• Exercise brief: Report each line of the entries that contains the word "codes", copied in full.

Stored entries

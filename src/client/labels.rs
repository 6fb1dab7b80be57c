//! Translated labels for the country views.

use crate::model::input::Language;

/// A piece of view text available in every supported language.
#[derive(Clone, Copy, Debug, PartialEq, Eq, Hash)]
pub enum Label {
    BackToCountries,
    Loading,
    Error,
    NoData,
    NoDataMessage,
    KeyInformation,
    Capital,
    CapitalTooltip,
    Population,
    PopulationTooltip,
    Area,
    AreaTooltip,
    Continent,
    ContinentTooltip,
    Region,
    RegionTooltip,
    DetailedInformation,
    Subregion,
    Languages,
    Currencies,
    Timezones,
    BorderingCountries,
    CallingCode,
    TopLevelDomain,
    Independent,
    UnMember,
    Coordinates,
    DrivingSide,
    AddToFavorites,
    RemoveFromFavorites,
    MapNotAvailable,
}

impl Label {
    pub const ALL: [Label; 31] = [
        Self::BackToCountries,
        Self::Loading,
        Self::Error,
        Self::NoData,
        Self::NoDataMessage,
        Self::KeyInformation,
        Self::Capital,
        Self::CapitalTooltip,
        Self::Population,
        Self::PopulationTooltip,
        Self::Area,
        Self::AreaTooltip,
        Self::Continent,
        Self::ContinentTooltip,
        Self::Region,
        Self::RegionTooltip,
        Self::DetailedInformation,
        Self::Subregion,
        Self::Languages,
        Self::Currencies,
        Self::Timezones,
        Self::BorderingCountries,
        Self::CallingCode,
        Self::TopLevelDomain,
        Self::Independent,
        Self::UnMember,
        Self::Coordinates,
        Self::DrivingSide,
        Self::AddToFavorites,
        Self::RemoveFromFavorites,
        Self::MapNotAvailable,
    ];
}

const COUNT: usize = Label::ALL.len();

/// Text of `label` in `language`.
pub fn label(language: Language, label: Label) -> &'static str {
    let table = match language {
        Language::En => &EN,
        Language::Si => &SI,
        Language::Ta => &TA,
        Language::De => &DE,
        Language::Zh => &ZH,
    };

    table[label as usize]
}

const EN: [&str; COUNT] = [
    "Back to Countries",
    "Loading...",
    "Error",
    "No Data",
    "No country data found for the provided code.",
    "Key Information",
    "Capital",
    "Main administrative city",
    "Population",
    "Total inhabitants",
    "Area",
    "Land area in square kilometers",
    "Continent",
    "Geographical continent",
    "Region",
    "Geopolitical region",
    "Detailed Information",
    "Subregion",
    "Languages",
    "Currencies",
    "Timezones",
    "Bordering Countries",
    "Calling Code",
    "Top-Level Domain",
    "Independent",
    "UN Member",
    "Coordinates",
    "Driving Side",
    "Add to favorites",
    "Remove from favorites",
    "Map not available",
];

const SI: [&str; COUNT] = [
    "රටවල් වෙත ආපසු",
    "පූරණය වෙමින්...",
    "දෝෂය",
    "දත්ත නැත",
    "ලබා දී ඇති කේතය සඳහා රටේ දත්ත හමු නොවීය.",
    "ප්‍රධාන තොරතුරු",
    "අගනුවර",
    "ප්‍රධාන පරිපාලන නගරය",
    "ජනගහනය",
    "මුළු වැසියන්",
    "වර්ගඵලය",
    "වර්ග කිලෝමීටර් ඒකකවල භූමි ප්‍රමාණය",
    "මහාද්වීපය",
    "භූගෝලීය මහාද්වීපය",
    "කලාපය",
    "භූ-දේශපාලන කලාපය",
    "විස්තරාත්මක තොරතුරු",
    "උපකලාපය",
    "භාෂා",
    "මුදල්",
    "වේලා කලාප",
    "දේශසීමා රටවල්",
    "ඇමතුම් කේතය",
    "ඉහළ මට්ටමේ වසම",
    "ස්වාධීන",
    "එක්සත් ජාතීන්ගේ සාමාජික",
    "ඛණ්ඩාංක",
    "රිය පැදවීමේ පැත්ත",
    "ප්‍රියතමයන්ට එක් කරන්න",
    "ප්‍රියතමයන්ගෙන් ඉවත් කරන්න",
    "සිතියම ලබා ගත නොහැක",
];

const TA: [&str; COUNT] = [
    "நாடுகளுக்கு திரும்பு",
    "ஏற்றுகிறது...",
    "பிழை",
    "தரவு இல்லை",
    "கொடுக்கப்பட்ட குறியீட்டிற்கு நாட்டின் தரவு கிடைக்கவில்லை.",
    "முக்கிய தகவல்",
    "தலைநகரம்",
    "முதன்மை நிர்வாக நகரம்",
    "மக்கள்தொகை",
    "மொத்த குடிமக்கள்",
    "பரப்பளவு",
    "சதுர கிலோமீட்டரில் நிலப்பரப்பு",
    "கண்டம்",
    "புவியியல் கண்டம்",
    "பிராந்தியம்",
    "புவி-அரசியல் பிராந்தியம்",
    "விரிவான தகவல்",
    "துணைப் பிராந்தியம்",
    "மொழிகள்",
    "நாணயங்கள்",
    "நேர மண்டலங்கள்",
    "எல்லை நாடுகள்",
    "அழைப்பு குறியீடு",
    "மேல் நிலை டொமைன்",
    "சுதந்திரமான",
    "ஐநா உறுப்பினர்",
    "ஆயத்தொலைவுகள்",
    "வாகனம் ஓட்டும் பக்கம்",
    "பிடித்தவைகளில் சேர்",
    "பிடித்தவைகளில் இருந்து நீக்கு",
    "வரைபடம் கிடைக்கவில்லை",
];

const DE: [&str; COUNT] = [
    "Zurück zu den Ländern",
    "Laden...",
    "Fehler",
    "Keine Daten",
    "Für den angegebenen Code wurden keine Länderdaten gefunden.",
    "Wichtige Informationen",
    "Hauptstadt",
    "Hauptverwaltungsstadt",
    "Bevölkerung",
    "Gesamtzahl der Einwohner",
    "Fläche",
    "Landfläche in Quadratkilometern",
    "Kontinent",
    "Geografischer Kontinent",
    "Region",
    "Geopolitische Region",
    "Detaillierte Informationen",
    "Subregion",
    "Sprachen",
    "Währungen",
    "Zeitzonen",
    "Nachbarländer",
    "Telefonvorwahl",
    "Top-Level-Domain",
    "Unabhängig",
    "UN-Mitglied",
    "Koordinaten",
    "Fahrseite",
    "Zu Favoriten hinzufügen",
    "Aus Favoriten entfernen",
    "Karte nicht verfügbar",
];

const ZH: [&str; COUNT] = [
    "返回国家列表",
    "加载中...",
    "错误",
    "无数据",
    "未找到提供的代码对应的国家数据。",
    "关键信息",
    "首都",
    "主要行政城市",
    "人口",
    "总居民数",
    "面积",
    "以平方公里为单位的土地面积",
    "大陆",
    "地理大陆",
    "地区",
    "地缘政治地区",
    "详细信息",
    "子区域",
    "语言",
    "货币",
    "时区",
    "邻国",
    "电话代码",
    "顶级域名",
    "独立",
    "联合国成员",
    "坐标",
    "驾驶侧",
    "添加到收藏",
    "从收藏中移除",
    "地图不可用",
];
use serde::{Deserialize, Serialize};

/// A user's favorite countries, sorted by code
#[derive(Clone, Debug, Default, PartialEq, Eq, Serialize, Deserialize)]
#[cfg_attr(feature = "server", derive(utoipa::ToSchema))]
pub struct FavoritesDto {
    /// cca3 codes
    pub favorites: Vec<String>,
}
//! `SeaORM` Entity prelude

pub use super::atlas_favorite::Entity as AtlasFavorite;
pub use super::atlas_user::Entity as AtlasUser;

...

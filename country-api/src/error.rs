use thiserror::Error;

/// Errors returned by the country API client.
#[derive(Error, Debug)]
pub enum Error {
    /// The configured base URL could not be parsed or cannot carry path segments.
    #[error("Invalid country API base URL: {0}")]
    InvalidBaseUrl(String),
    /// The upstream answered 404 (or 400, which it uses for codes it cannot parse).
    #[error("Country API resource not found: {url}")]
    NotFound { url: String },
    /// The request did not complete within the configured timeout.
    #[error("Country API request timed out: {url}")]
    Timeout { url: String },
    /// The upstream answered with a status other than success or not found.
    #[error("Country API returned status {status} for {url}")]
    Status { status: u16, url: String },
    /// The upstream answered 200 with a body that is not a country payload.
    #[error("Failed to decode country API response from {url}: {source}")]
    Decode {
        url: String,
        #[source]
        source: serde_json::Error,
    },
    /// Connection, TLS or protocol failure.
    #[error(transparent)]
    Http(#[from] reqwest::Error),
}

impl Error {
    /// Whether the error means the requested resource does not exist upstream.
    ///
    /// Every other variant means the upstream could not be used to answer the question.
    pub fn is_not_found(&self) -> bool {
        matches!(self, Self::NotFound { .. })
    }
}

---

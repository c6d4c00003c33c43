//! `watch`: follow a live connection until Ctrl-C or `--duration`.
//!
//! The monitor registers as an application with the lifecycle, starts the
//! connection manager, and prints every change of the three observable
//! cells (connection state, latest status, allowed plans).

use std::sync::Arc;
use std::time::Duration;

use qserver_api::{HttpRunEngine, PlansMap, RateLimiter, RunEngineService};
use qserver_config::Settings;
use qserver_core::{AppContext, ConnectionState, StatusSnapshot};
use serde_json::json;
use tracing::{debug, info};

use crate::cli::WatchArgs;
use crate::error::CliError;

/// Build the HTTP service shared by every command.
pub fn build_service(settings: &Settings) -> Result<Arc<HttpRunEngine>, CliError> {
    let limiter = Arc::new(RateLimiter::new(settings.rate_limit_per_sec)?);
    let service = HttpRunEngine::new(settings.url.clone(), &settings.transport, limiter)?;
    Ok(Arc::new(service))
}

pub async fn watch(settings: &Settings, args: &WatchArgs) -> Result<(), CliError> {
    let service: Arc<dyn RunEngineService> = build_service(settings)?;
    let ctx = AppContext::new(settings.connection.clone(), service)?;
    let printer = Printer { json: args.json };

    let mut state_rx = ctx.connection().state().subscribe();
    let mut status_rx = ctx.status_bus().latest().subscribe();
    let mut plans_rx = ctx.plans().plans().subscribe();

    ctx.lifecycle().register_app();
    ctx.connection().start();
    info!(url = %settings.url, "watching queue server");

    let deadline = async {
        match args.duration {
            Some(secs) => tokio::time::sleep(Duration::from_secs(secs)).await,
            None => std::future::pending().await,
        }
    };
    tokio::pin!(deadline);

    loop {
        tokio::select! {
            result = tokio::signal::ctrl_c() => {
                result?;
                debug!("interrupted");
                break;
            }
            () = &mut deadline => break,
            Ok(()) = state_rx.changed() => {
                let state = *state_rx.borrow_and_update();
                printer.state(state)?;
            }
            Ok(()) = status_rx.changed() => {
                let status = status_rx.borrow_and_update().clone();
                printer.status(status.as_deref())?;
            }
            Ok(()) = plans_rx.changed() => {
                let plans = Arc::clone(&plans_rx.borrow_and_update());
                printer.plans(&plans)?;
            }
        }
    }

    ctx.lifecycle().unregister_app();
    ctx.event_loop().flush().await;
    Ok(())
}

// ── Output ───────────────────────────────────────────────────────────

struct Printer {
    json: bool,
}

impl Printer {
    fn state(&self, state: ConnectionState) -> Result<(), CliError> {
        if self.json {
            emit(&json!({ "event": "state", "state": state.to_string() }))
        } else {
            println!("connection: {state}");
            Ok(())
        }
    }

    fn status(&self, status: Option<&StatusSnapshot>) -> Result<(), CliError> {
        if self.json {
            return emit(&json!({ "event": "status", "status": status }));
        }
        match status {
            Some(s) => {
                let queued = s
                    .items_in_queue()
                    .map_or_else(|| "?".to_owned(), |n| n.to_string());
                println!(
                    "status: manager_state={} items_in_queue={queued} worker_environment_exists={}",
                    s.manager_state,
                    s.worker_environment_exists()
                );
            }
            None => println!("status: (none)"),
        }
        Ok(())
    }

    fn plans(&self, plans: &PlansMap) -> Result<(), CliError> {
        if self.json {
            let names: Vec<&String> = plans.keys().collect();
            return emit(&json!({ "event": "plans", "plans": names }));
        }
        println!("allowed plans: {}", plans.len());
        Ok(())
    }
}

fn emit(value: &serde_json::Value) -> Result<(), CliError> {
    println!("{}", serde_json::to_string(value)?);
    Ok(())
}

• Exercise answer:
    /// cca3 codes
    /// The upstream answered 404 (or 400, which it uses for codes it cannot parse).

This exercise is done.